[Stored data entries]
┄┄┄┄┄┄┄┄┄┄
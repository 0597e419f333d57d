use std::path::Path;

/// Port for read-only existence checks on absolute paths.
pub trait FilesystemProbe {
    /// Check whether a file or directory exists.
    fn exists(&self, path: &Path) -> bool;

    /// Check whether a path is a directory.
    fn is_dir(&self, path: &Path) -> bool;
}
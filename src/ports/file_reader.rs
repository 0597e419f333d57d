use std::path::Path;

use crate::domain::AppError;

/// Port for reading project files such as `.spec-switch.toml`.
pub trait FileReader {
    /// Read a file as UTF-8 text.
    fn read_to_string(&self, path: &Path) -> Result<String, AppError>;
}
mod candidates;
mod switch;
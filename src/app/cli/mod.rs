//! CLI Adapter.

use std::path::PathBuf;

use clap::{Parser, Subcommand};
use tracing_subscriber::EnvFilter;

use crate::app::api::{self, CandidatesOutcome, CreateMode, SwitchOptions, SwitchOutcome};
use crate::domain::AppError;

const DEFAULT_LOG_DIRECTIVE: &str = "spec_switch=warn";

#[derive(Parser)]
#[command(name = "spec-switch")]
#[command(version)]
#[command(
    about = "Jump between a source file and its spec file",
    long_about = None
)]
struct Cli {
    /// Log filter directive (overrides RUST_LOG), e.g. `spec_switch=debug`
    #[arg(long, global = true, value_parser = parse_log_directive)]
    log_level: Option<String>,
    #[command(subcommand)]
    command: Commands,
}

#[derive(Subcommand)]
enum Commands {
    /// Open the counterpart of FILE, creating it when missing
    #[clap(visible_alias = "s")]
    Switch {
        /// Source or spec file to switch from (a symlink maps from where it sits)
        file: PathBuf,
        /// Project root (default: nearest directory with package.json, tsconfig.json or .git)
        #[arg(short, long)]
        root: Option<PathBuf>,
        /// Create a missing counterpart without asking
        #[arg(short = 'y', long, conflicts_with = "no_create")]
        yes: bool,
        /// Never create a missing counterpart
        #[arg(short = 'n', long, conflicts_with = "yes")]
        no_create: bool,
        /// Open the counterpart in $VISUAL/$EDITOR instead of printing its path
        #[arg(short, long)]
        open: bool,
    },
    /// Print the counterpart candidates of FILE without creating anything
    #[clap(visible_alias = "c")]
    Candidates {
        /// Source or spec file to inspect
        file: PathBuf,
        /// Project root (default: nearest directory with package.json, tsconfig.json or .git)
        #[arg(short, long)]
        root: Option<PathBuf>,
        /// Emit machine-readable JSON
        #[arg(long)]
        json: bool,
    },
}

/// Entry point for the CLI.
pub fn run() {
    let cli = Cli::parse();
    init_logging(cli.log_level.as_deref());

    let result: Result<(), AppError> = match cli.command {
        Commands::Switch { file, root, yes, no_create, open } => {
            run_switch(file, root, create_mode(yes, no_create), open)
        }
        Commands::Candidates { file, root, json } => run_candidates(file, root, json),
    };

    if let Err(e) = result {
        eprintln!("Error: {}", e);
        std::process::exit(1);
    }
}

fn parse_log_directive(value: &str) -> Result<String, String> {
    EnvFilter::try_new(value).map(|_| value.to_string()).map_err(|err| err.to_string())
}

fn init_logging(directive: Option<&str>) {
    let filter = match directive {
        Some(directive) => EnvFilter::try_new(directive).ok(),
        None => match std::env::var("RUST_LOG") {
            Ok(value) => EnvFilter::try_new(&value)
                .map_err(|err| eprintln!("⚠️ Ignoring invalid RUST_LOG '{}': {}", value, err))
                .ok(),
            Err(_) => None,
        },
    }
    .unwrap_or_else(|| EnvFilter::new(DEFAULT_LOG_DIRECTIVE));

    tracing_subscriber::fmt().with_env_filter(filter).with_writer(std::io::stderr).init();
}

fn create_mode(yes: bool, no_create: bool) -> CreateMode {
    match (yes, no_create) {
        (true, _) => CreateMode::Always,
        (_, true) => CreateMode::Never,
        _ => CreateMode::Prompt,
    }
}

fn run_switch(
    file: PathBuf,
    root: Option<PathBuf>,
    create: CreateMode,
    open_in_editor: bool,
) -> Result<(), AppError> {
    let outcome = api::switch(SwitchOptions { file, root, create, open_in_editor })?;

    // The presenter already printed or opened the file; skips stay silent.
    if let SwitchOutcome::Declined { path } = &outcome {
        eprintln!("ℹ️ {} was not created", path.display());
    }
    Ok(())
}

fn run_candidates(file: PathBuf, root: Option<PathBuf>, json: bool) -> Result<(), AppError> {
    let outcome = api::candidates(file, root)?;

    if json {
        println!("{}", serde_json::to_string_pretty(&outcome)?);
        return Ok(());
    }

    match outcome {
        CandidatesOutcome::Mapped { root, candidates, .. } => {
            for candidate in candidates {
                let marker = if candidate.exists { "✅" } else { "  " };
                println!("{} {}", marker, root.join(&candidate.path).display());
            }
        }
        CandidatesOutcome::Skipped { reason } => {
            eprintln!("ℹ️ Nothing to map: {}", reason);
        }
    }
    Ok(())
}
//! Concrete host collaborators for the command-line tool.

mod cli_active_file;
mod confirmation;
mod local_filesystem;
mod presenter;

pub use cli_active_file::{CliActiveFile, PROJECT_MARKERS};
pub use confirmation::{CliConfirmation, CreateMode};
pub use local_filesystem::LocalFilesystem;
pub use presenter::{CliPresenter, EditorPresenter, StdoutPresenter};
use crate::ports::{
    ActiveFileProvider, DocumentPresenter, FileCreator, FileReader, FilesystemProbe,
    UserConfirmation,
};

/// Application context holding the host collaborators for command execution.
pub struct AppContext<A, F, C, D>
where
    A: ActiveFileProvider,
    F: FilesystemProbe + FileReader + FileCreator,
    C: UserConfirmation,
    D: DocumentPresenter,
{
    active_file: A,
    files: F,
    confirmation: C,
    presenter: D,
}

impl<A, F, C, D> AppContext<A, F, C, D>
where
    A: ActiveFileProvider,
    F: FilesystemProbe + FileReader + FileCreator,
    C: UserConfirmation,
    D: DocumentPresenter,
{
    /// Create a new application context.
    pub fn new(active_file: A, files: F, confirmation: C, presenter: D) -> Self {
        Self { active_file, files, confirmation, presenter }
    }

    /// Get a reference to the active file provider.
    pub fn active_file(&self) -> &A {
        &self.active_file
    }

    /// Get a reference to the filesystem.
    pub fn files(&self) -> &F {
        &self.files
    }

    /// Get a reference to the creation prompt.
    pub fn confirmation(&self) -> &C {
        &self.confirmation
    }

    /// Get a reference to the document presenter.
    pub fn presenter(&self) -> &D {
        &self.presenter
    }
}
use crate::harness::TestContext;

#[test]
fn switch_opens_existing_spec_in_tests_folder() {
    let ctx = TestContext::new();
    ctx.touch(&["src/foo.ts", "tests/foo.spec.ts"]);

    ctx.cli()
        .args(["switch", "src/foo.ts"])
        .assert()
        .success()
        .stdout(ctx.opened_line("tests/foo.spec.ts"));
}

#[test]
fn switch_prefers_nearest_test_folder_in_monorepo() {
    let ctx = TestContext::new();
    ctx.touch(&["tests/x.spec.ts", "packages/a/src/x.ts", "packages/a/tests/x.spec.ts"]);

    ctx.cli()
        .args(["s", "packages/a/src/x.ts", "--root", "."])
        .assert()
        .success()
        .stdout(ctx.opened_line("packages/a/tests/x.spec.ts"));
}

#[test]
fn switch_prefers_tests_over_test() {
    let ctx = TestContext::new();
    ctx.touch(&["src/foo.ts", "tests/foo.spec.ts", "test/foo.spec.ts"]);

    ctx.cli()
        .args(["switch", "src/foo.ts"])
        .assert()
        .success()
        .stdout(ctx.opened_line("tests/foo.spec.ts"));
}
use std::io;

use thiserror::Error;

/// Library-wide error type for spec-switch operations.
///
/// Only host-level failures end up here. An input the mapper cannot handle
/// is a skipped outcome, not an error.
#[derive(Debug, Error)]
pub enum AppError {
    /// Underlying I/O failure.
    #[error(transparent)]
    Io(#[from] io::Error),

    /// Configuration or environment issue.
    #[error("{0}")]
    Configuration(String),

    /// Layout configuration failed validation.
    #[error("Invalid layout configuration: {0}")]
    InvalidConfig(String),

    /// TOML parsing error.
    #[error("TOML parse error: {0}")]
    TomlParseError(#[from] toml::de::Error),

    /// Interactive prompt could not be shown or read.
    #[error("Prompt failed: {0}")]
    Prompt(String),

    /// Neither `$VISUAL` nor `$EDITOR` is set.
    #[error("No editor configured. Set $VISUAL or $EDITOR, or omit --open.")]
    EditorNotConfigured,

    /// Editor process exited unsuccessfully.
    #[error("Editor '{editor}' exited with {status}")]
    EditorFailed { editor: String, status: String },

    /// JSON serialization error.
    #[error("Failed to serialize output: {0}")]
    Serialization(#[from] serde_json::Error),
}

impl AppError {
    pub fn config_error<S: Into<String>>(message: S) -> Self {
        AppError::Configuration(message.into())
    }
}
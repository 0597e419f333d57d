//! Test/source classification of an active file.

use std::path::Path;

use serde::Serialize;

use crate::domain::LayoutConfig;

/// Which side of the src/test split a file sits on.
#[derive(Debug, Clone, Copy, PartialEq, Eq, Serialize)]
#[serde(rename_all = "lowercase")]
pub enum FileRole {
    Test,
    Source,
}

/// A recognized file name split into stem and code extension.
///
/// For `foo.spec.ts` the stem is `foo`; for `foo.ts` it is also `foo`.
#[derive(Debug, Clone, PartialEq, Eq, Serialize)]
pub struct ClassifiedFile {
    pub role: FileRole,
    pub stem: String,
    pub extension: String,
}

impl ClassifiedFile {
    /// File name of the counterpart carrying `extension`.
    pub fn counterpart_name(&self, extension: &str, layout: &LayoutConfig) -> String {
        match self.role {
            FileRole::Test => format!("{}{}", self.stem, extension),
            FileRole::Source => format!("{}{}{}", self.stem, layout.spec_marker, extension),
        }
    }
}

/// Classify `path` by its file name.
///
/// Spec suffixes are checked before plain extensions. Unrecognized
/// extensions, non UTF-8 names and names with an empty stem yield `None`.
pub fn classify(path: &Path, layout: &LayoutConfig) -> Option<ClassifiedFile> {
    let name = path.file_name()?.to_str()?;

    for (extension, suffix) in layout.spec_suffixes() {
        if let Some(stem) = name.strip_suffix(suffix.as_str()) {
            return non_empty(stem).map(|stem| ClassifiedFile {
                role: FileRole::Test,
                stem: stem.to_string(),
                extension: extension.to_string(),
            });
        }
    }

    layout.code_extensions.iter().find_map(|extension| {
        let stem = non_empty(name.strip_suffix(extension.as_str())?)?;
        Some(ClassifiedFile {
            role: FileRole::Source,
            stem: stem.to_string(),
            extension: extension.clone(),
        })
    })
}

fn non_empty(stem: &str) -> Option<&str> {
    if stem.is_empty() { None } else { Some(stem) }
}
use crate::harness::TestContext;
use serde_json::Value;

#[test]
fn candidates_json_describes_folder_context() {
    let ctx = TestContext::new();
    ctx.touch(&["src/a/b.js", "tests/a/b.spec.js"]);

    let output = ctx.cli().args(["candidates", "src/a/b.js", "--json"]).output().unwrap();
    assert!(output.status.success());

    let json: Value = serde_json::from_slice(&output.stdout).expect("stdout should be JSON");
    assert_eq!(json["status"], "mapped");
    assert_eq!(json["role"], "source");
    assert_eq!(json["file"], "src/a/b.js");
    assert_eq!(json["folder"]["containing_folder"], "");
    assert_eq!(json["folder"]["test_folder_name"], "tests");
    assert_eq!(json["folder"]["has_source_folder"], true);

    let candidates = json["candidates"].as_array().unwrap();
    assert_eq!(candidates.len(), 2);
    assert_eq!(candidates[0]["path"], "tests/a/b.spec.js");
    assert_eq!(candidates[0]["exists"], true);
    assert_eq!(candidates[1]["path"], "tests/a/b.spec.ts");
    assert_eq!(candidates[1]["exists"], false);
}

#[test]
fn candidates_json_reports_skip_reason() {
    let ctx = TestContext::new();
    ctx.touch(&["src/foo.ts"]);

    let output = ctx.cli().args(["candidates", "src/foo.ts", "--json"]).output().unwrap();
    assert!(output.status.success());

    let json: Value = serde_json::from_slice(&output.stdout).unwrap();
    assert_eq!(json["status"], "skipped");
    assert_eq!(json["reason"], "no_test_folder");
}
//! Ordered counterpart candidates and the pick-or-create decision.

use std::path::{Path, PathBuf};

use serde::Serialize;

/// Non-empty, preference-ordered list of root-relative counterpart paths.
#[derive(Debug, Clone, PartialEq, Eq, Serialize)]
#[serde(transparent)]
pub struct PathCandidateSet(Vec<PathBuf>);

impl PathCandidateSet {
    /// Build a set, or `None` when `paths` is empty.
    pub fn new(paths: Vec<PathBuf>) -> Option<Self> {
        if paths.is_empty() { None } else { Some(Self(paths)) }
    }

    /// Most preferred candidate; the one created when none exists.
    pub fn first(&self) -> &Path {
        &self.0[0]
    }

    pub fn iter(&self) -> impl Iterator<Item = &Path> {
        self.0.iter().map(PathBuf::as_path)
    }

    pub fn len(&self) -> usize {
        self.0.len()
    }

    pub fn is_empty(&self) -> bool {
        self.0.is_empty()
    }
}

impl IntoIterator for PathCandidateSet {
    type Item = PathBuf;
    type IntoIter = std::vec::IntoIter<PathBuf>;

    fn into_iter(self) -> Self::IntoIter {
        self.0.into_iter()
    }
}

/// Result of checking a candidate set against the filesystem.
#[derive(Debug, Clone, PartialEq, Eq)]
pub enum Resolution {
    /// First candidate that already exists.
    Existing(PathBuf),
    /// Nothing exists; the most preferred candidate should be offered for creation.
    Missing(PathBuf),
}

/// Pick the first existing candidate, falling back to the first one.
///
/// `exists` is called in preference order and stops at the first hit.
pub fn decide<F>(candidates: &PathCandidateSet, mut exists: F) -> Resolution
where
    F: FnMut(&Path) -> bool,
{
    match candidates.iter().find(|candidate| exists(candidate)) {
        Some(found) => Resolution::Existing(found.to_path_buf()),
        None => Resolution::Missing(candidates.first().to_path_buf()),
    }
}
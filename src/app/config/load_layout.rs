//! Layout configuration loading from the project root.

use std::path::Path;

use tracing::debug;

use crate::domain::{AppError, LAYOUT_CONFIG_FILE, LayoutConfig, ProjectConfig};
use crate::ports::{FileReader, FilesystemProbe};

/// Load the layout for `root`, falling back to the built-in conventions
/// when `.spec-switch.toml` is absent.
pub fn load_layout<F>(files: &F, root: &Path) -> Result<LayoutConfig, AppError>
where
    F: FileReader + FilesystemProbe + ?Sized,
{
    let config_path = root.join(LAYOUT_CONFIG_FILE);
    if !files.exists(&config_path) {
        debug!(root = %root.display(), "no layout config, using defaults");
        return Ok(LayoutConfig::default());
    }

    let content = files.read_to_string(&config_path)?;
    let config = parse_config_content(&content).map_err(|err| match err {
        AppError::TomlParseError(parse) => AppError::config_error(format!(
            "Failed to parse {}: {}",
            config_path.display(),
            parse
        )),
        other => other,
    })?;
    debug!(path = %config_path.display(), "loaded layout config");
    Ok(config.layout)
}

/// Parse configuration from string content.
pub fn parse_config_content(content: &str) -> Result<ProjectConfig, AppError> {
    let config: ProjectConfig = toml::from_str(content)?;
    config.validate()?;
    Ok(config)
}
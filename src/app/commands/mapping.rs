//! Shared pipeline: active file -> classification -> locator -> mapper.

use std::fmt;
use std::path::PathBuf;

use serde::Serialize;
use tracing::debug;

use crate::app::config::load_layout;
use crate::domain::paths::{normalize_relative, parent_dir};
use crate::domain::{
    AppError, ClassifiedFile, FolderContext, PathCandidateSet, classify, counterpart_candidates,
    locate,
};
use crate::ports::{ActiveFileProvider, FileReader, FilesystemProbe};

/// Why a command did nothing.
#[derive(Debug, Clone, Copy, PartialEq, Eq, Serialize)]
#[serde(rename_all = "snake_case")]
pub enum SkipReason {
    /// No active file, or it lies outside any project root.
    NoActiveFile,
    /// The file extension is not a recognized code extension.
    UnrecognizedExtension,
    /// No test folder exists between the file and the project root.
    NoTestFolder,
    /// The file does not sit where the layout expects it.
    UnusablePath,
}

impl fmt::Display for SkipReason {
    fn fmt(&self, f: &mut fmt::Formatter<'_>) -> fmt::Result {
        let text = match self {
            SkipReason::NoActiveFile => "no active file inside a project root",
            SkipReason::UnrecognizedExtension => "file extension is not recognized",
            SkipReason::NoTestFolder => "no enclosing test folder",
            SkipReason::UnusablePath => "file is outside the mapped source and test trees",
        };
        f.write_str(text)
    }
}

/// Everything known about the active file once candidates are computed.
#[derive(Debug, Clone)]
pub struct Mapped {
    pub root: PathBuf,
    pub path: PathBuf,
    pub file: ClassifiedFile,
    pub folder: FolderContext,
    pub candidates: PathCandidateSet,
}

/// Outcome of the shared pipeline.
#[derive(Debug, Clone)]
pub enum Mapping {
    Mapped(Mapped),
    Skipped(SkipReason),
}

/// Run the shared pipeline, stopping at the first step that has nothing to do.
pub fn map_active_file<A, F>(active_file: &A, files: &F) -> Result<Mapping, AppError>
where
    A: ActiveFileProvider + ?Sized,
    F: FilesystemProbe + FileReader + ?Sized,
{
    let Some(active) = active_file.current_rel_path()? else {
        return Ok(Mapping::Skipped(SkipReason::NoActiveFile));
    };
    let Some(path) = normalize_relative(&active.path) else {
        return Ok(Mapping::Skipped(SkipReason::UnusablePath));
    };

    let layout = load_layout(files, &active.root)?;
    let Some(file) = classify(&path, &layout) else {
        return Ok(Mapping::Skipped(SkipReason::UnrecognizedExtension));
    };

    let Some(folder) = locate(
        files,
        &active.root,
        parent_dir(&path),
        &layout.test_folder_names,
        &layout.source_folder_name,
    ) else {
        return Ok(Mapping::Skipped(SkipReason::NoTestFolder));
    };

    let Some(candidates) = counterpart_candidates(&path, &folder, &layout) else {
        return Ok(Mapping::Skipped(SkipReason::UnusablePath));
    };
    debug!(
        file = %path.display(),
        role = ?file.role,
        first = %candidates.first().display(),
        "computed counterpart candidates"
    );

    Ok(Mapping::Mapped(Mapped { root: active.root, path, file, folder, candidates }))
}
┄┄┄┄┄┄┄┄┄┄
§ **What you need to do**:
An exact copy of the lines above, from the one containing "pub fn iter(&self)" through the one containing "type Item = PathBuf;", is the whole of the answer.

§ **Written response**:
    pub fn iter(&self) -> impl Iterator<Item = &Path> {
        self.0.iter().map(PathBuf::as_path)
    }

    pub fn len(&self) -> usize {
        self.0.len()
    }

    pub fn is_empty(&self) -> bool {
        self.0.is_empty()
    }
}

impl IntoIterator for PathCandidateSet {
    type Item = PathBuf;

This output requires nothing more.